- [Work task]: In the entries below, find the line with "spec.insert(name.clone(), accumulator.to_document());" and the line with "Stage::Project(spec) => doc!". Return those two lines and all lines between them, exactly.
══ Information given
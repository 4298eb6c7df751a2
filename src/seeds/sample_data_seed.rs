use crate::database::{MongoDB, STUDENTS, USERS};
use crate::models::{Address, Score, Student, User, EXAM, HOMEWORK, QUIZ};
use crate::utils::AppError;
use mongodb::bson::doc;

#[derive(Debug, Default, PartialEq, Eq)]
pub struct SeedSummary {
    pub users: usize,
    pub students: usize,
}

/// Seeds `users` and `students` with a small fixed data set.
/// A collection that already holds documents is left alone.
pub async fn seed_sample_data(db: &MongoDB) -> Result<SeedSummary, AppError> {
    let mut summary = SeedSummary::default();

    let users = db.collection::<User>(USERS);
    let count = users.count_documents(doc! {}).await?;
    if count > 0 {
        log::info!("🌱 users: {} documents already present, skipping seed", count);
    } else {
        let result = users.insert_many(build_sample_users()).await?;
        summary.users = result.inserted_ids.len();
        log::info!("   ✅ Inserted {} sample users", summary.users);
    }

    let students = db.collection::<Student>(STUDENTS);
    let count = students.count_documents(doc! {}).await?;
    if count > 0 {
        log::info!("🌱 students: {} documents already present, skipping seed", count);
    } else {
        let result = students.insert_many(build_sample_students()).await?;
        summary.students = result.inserted_ids.len();
        log::info!("   ✅ Inserted {} sample students", summary.students);
    }

    Ok(summary)
}

fn user(first: &str, last: &str, age: i64, email: &str, state: &str, tags: &[&str]) -> User {
    User {
        first_name: Some(first.into()),
        last_name: Some(last.into()),
        age: Some(age),
        email: Some(email.into()),
        address: Some(Address {
            state: Some(state.into()),
        }),
        tags: Some(tags.iter().map(|t| t.to_string()).collect()),
        ..Default::default()
    }
}

/// Covers every user operation: the 25-29 age window, an Engineering tag,
/// a john* user in CA, an existing skills list and a Support member.
fn build_sample_users() -> Vec<User> {
    vec![
        user("Ava", "Young", 22, "ava.young@example.com", "NY", &["Sales"]),
        user("Ben", "Carter", 26, "ben.carter@example.com", "TX", &["Marketing"]),
        user("Cleo", "Diaz", 34, "cleo.diaz@example.com", "WA", &["Engineering"]),
        user("John", "Miller", 41, "John.Miller@example.com", "CA", &["Engineering", "Ops"]),
        User {
            skills: Some(vec!["python".into()]),
            ..user("Dana", "Lee", 29, "dana.lee@example.com", "OR", &["Design"])
        },
        User {
            department: Some("Support".into()),
            ..user("Eli", "Moss", 38, "eli.moss@example.com", "FL", &["Helpdesk"])
        },
        user("Fay", "Nolan", 52, "johnny.fay@example.com", "NV", &["Finance"]),
    ]
}

fn build_sample_students() -> Vec<Student> {
    let student = |name: &str, scores: Vec<Score>| Student {
        id: None,
        name: name.to_string(),
        scores,
    };

    vec![
        student(
            "Aimee Zank",
            vec![
                Score::new(EXAM, 1.46),
                Score::new(QUIZ, 11.78),
                Score::new(HOMEWORK, 35.87),
            ],
        ),
        student(
            "Aurelia Menendez",
            vec![
                Score::new(EXAM, 60.06),
                Score::new(QUIZ, 52.79),
                Score::new(HOMEWORK, 71.76),
            ],
        ),
        student(
            "Corliss Zuk",
            vec![
                Score::new(EXAM, 67.03),
                Score::new(QUIZ, 6.3),
                Score::new(HOMEWORK, 66.28),
                Score::new(HOMEWORK, 12.45),
            ],
        ),
        student(
            "Bao Ziglar",
            vec![
                Score::new(EXAM, 71.64),
                Score::new(QUIZ, 24.8),
                Score::new(HOMEWORK, 42.26),
            ],
        ),
    ]
}

#[cfg(test)]
mod tests {
    use super::*;

    #[test]
    fn test_sample_users_cover_every_operation() {
        let users = build_sample_users();

        assert!(users
            .iter()
            .any(|u| matches!(u.age, Some(a) if (25..30).contains(&a)) && u.skills.is_none()));
        assert!(users.iter().any(|u| {
            u.email.as_deref().map_or(false, |e| e.to_lowercase().starts_with("john"))
                && u.address.as_ref().and_then(|a| a.state.as_deref()) == Some("CA")
        }));
        assert!(users.iter().any(|u| u.skills.is_some()));
        assert!(users.iter().any(|u| u.department.as_deref() == Some("Support")));
    }

    #[test]
    fn test_every_sample_student_has_homework() {
        for student in build_sample_students() {
            assert!(student.scores.iter().any(|s| s.kind == HOMEWORK), "{}", student.name);
        }
    }

    use crate::database::testing::{drop_test_database, test_database};

    #[tokio::test]
    #[ignore] // Requires MongoDB to be running
    async fn test_seed_only_fills_empty_collections() {
        let db = test_database().await;

        let first = seed_sample_data(&db).await.unwrap();
        assert_eq!(first.users, build_sample_users().len());
        assert_eq!(first.students, build_sample_students().len());

        let second = seed_sample_data(&db).await.unwrap();
        assert_eq!(second, SeedSummary::default());

        drop_test_database(db).await;
    }
}
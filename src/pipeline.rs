// ==================== AGGREGATION PIPELINE DESCRIPTORS ====================
// Typed description of the stages the catalog sends to `aggregate`.
// Stages are rendered to BSON and evaluated by the server; nothing here
// executes a pipeline locally.

use mongodb::bson::{doc, Bson, Document};

#[derive(Debug, Clone, Copy, PartialEq, Eq)]
pub enum SortOrder {
    Ascending,
    Descending,
}

impl SortOrder {
    fn as_i32(self) -> i32 {
        match self {
            SortOrder::Ascending => 1,
            SortOrder::Descending => -1,
        }
    }
}

/// `$group` accumulator. Expressions are plain BSON so field paths
/// (`"$scores.score"`) and sub-documents can be mixed.
#[derive(Debug, Clone, PartialEq)]
pub enum Accumulator {
    First(Bson),
    Sum(Bson),
    Avg(Bson),
    Push(Bson),
    /// `{ $sum: 1 }`
    Count,
}

impl Accumulator {
    fn to_document(&self) -> Document {
        match self {
            Accumulator::First(expr) => doc! { "$first": expr.clone() },
            Accumulator::Sum(expr) => doc! { "$sum": expr.clone() },
            Accumulator::Avg(expr) => doc! { "$avg": expr.clone() },
            Accumulator::Push(expr) => doc! { "$push": expr.clone() },
            Accumulator::Count => doc! { "$sum": 1 },
        }
    }
}

#[derive(Debug, Clone, PartialEq)]
pub enum Stage {
    /// Field name without the leading `$`
    Unwind(String),
    Match(Document),
    Sort(Vec<(String, SortOrder)>),
    Group {
        id: Bson,
        fields: Vec<(String, Accumulator)>,
    },
    Project(Document),
    Limit(i64),
}

impl Stage {
    pub fn to_document(&self) -> Document {
        match self {
            Stage::Unwind(path) => doc! { "$unwind": field(path) },
            Stage::Match(filter) => doc! { "$match": filter.clone() },
            Stage::Sort(keys) => {
                let mut spec = Document::new();
                for (key, order) in keys {
                    spec.insert(key.clone(), order.as_i32());
                }
                doc! { "$sort": spec }
            }
            Stage::Group { id, fields } => {
                let mut spec = doc! { "_id": id.clone() };
                for (name, accumulator) in fields {
                    spec.insert(name.clone(), accumulator.to_document());
                }
                doc! { "$group": spec }
            }
            Stage::Project(spec) => doc! { "$project": spec.clone() },
            Stage::Limit(n) => doc! { "$limit": *n },
        }
    }
}

/// Ordered list of stages, built fluently.
#[derive(Debug, Clone, Default, PartialEq)]
pub struct Pipeline {
    stages: Vec<Stage>,
}

impl Pipeline {
    pub fn new() -> Self {
        Self::default()
    }

    pub fn unwind(mut self, path: &str) -> Self {
        self.stages.push(Stage::Unwind(path.to_string()));
        self
    }

    pub fn filter(mut self, filter: Document) -> Self {
        self.stages.push(Stage::Match(filter));
        self
    }

    pub fn sort(mut self, keys: &[(&str, SortOrder)]) -> Self {
        let keys = keys.iter().map(|(k, o)| (k.to_string(), *o)).collect();
        self.stages.push(Stage::Sort(keys));
        self
    }

    pub fn group(mut self, id: impl Into<Bson>, fields: Vec<(&str, Accumulator)>) -> Self {
        let fields = fields.into_iter().map(|(n, a)| (n.to_string(), a)).collect();
        self.stages.push(Stage::Group {
            id: id.into(),
            fields,
        });
        self
    }

    pub fn project(mut self, spec: Document) -> Self {
        self.stages.push(Stage::Project(spec));
        self
    }

    pub fn limit(mut self, n: i64) -> Self {
        self.stages.push(Stage::Limit(n));
        self
    }

    pub fn stages(&self) -> &[Stage] {
        &self.stages
    }

    pub fn to_documents(&self) -> Vec<Document> {
        self.stages.iter().map(Stage::to_document).collect()
    }
}

/// Field path reference: `field("scores.score")` -> `"$scores.score"`.
pub fn field(path: &str) -> String {
    format!("${}", path)
}
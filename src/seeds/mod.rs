pub mod sample_data_seed;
════
- [Answer area]:
                    spec.insert(name.clone(), accumulator.to_document());
                }
                doc! { "$group": spec }
            }
            Stage::Project(spec) => doc! { "$project": spec.clone() },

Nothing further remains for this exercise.